The shoes are a limited edition, and there are messenger bags too that were available first only at one store in Huntington Beach. There is even a video about the making of them. I watched it, hoping it would shed some light on this very odd (to me) situation.

It starts with some scenes of the lead singer Matt Skiba surfing, and then goes on to show him later describing the process of getting the shoes designed and made. The shoes are red and black supposedly because they are a Chicago band and love the Bulls so much. Surfing, Huntington, Chicago. Sure I see how direct that connection is. Why not.

There were none of the other band members present, there are two more if you are unsure what the titular Trio was referring to, so it was all Matt all the time. He said that they were bike messengers when they met and started the band, so there are tire tread graphics on the shoe. I believe the founding members of Alkaline Trio were all bike messengers, but Matt has been the only one left since 2000. I have no idea if the other guys like bicycles or not, but that seemed a little odd to me.

I don't suppose it helped the whole presentation much that during the filming of the vignette Matt, who I had always thought was a great songwriter with interesting lyrics, sounded just like a dumb band guy.

In any case we went down to the show with high hopes to see some good music from poorly spoken sellouts on Friday evening. The area around the venue was a nice parkway type shopping/food/bar area that was all fenced off for the weekend with guys carding to get in. There was an open air stage with a mediocre cover band for free, and bars outside as well at the established ones along the sides. It looked really cool, but we had to get to the show.

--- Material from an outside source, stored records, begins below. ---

//! The diagnostic pipeline: dedupe, classify, select, render.

use crate::config::PackageManager;
use crate::dedupe::dedupe;
use crate::domain::{EnrichedError, Level, RawError};
use crate::format::{Formatter, FormatterChain};
use crate::obs;
use crate::report::Report;
use crate::severity::select_top;
use crate::transform::{Transformer, TransformerChain};

/// Result of running raw diagnostics through the pipeline.
#[derive(Debug, Clone, PartialEq)]
pub struct Processed {
    /// Distinct diagnostics, after deduplication.
    pub total: usize,

    /// The max-severity subset the report is built from.
    pub top: Vec<EnrichedError>,

    pub report: Report,
}

/// Immutable transformer and formatter chains, built once.
pub struct DiagnosticPipeline {
    transformers: TransformerChain,
    formatters: FormatterChain,
}

impl Default for DiagnosticPipeline {
    fn default() -> Self {
        Self::builtin(PackageManager::default())
    }
}

impl DiagnosticPipeline {
    pub fn new(transformers: TransformerChain, formatters: FormatterChain) -> Self {
        Self {
            transformers,
            formatters,
        }
    }

    /// Built-in rules only.
    pub fn builtin(package_manager: PackageManager) -> Self {
        Self::new(
            TransformerChain::builtin(),
            FormatterChain::builtin(package_manager),
        )
    }

    /// Built-ins followed by caller rules.
    pub fn with_additional(
        package_manager: PackageManager,
        transformers: Vec<Box<dyn Transformer>>,
        formatters: Vec<Box<dyn Formatter>>,
    ) -> Self {
        Self::new(
            TransformerChain::builtin().with_additional(transformers),
            FormatterChain::builtin(package_manager).with_additional(formatters),
        )
    }

    pub fn transformers(&self) -> &TransformerChain {
        &self.transformers
    }

    pub fn formatters(&self) -> &FormatterChain {
        &self.formatters
    }

    /// Deduplicate and classify.
    pub fn classify(&self, raw: Vec<RawError>) -> Vec<EnrichedError> {
        let unique = dedupe(raw);
        unique
            .iter()
            .map(|r| {
                let enriched = self.transformers.classify(r);
                obs::emit_classified(&enriched.name, enriched.severity);
                enriched
            })
            .collect()
    }

    /// Full run for one list of diagnostics.
    pub fn process(&self, raw: Vec<RawError>, level: Level) -> Processed {
        let classified = self.classify(raw);
        let total = classified.len();
        let top = select_top(classified);
        let blocks = self.formatters.render(&top, level);
        let report = Report::diagnostics(level, top.len(), blocks);
        Processed { total, top, report }
    }
}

Once we finally got inside and found out that we were more or less on time with our planned schedule we got some drinks and checked the bar out. That place was AWESOME. I'm not sure, but design wise it was the best, or very nearly the best place to see a show I've even been to. It was very open so you didn't get too crowded or claustrophobic. It had seating right at the front by the windows, that was way away from the stage but had flat screen TVs to watch if you wanted to relax. Almost everywhere else in the entire place had some sort of view of the stage. The first floor more or less surrounded the stage on three sides, and there was a second floor that was all open so you could see the stage from almost all of it including the bleacher type area in the back. There were even some catwalks as a faux third floor to see the stage from up high. There were bars on all three sides on the first and second floors, so it was hard to get more than 100 feet from a cold beverage. There was even a pizza joint on the second floor with more TVs so you could watch the show while eating.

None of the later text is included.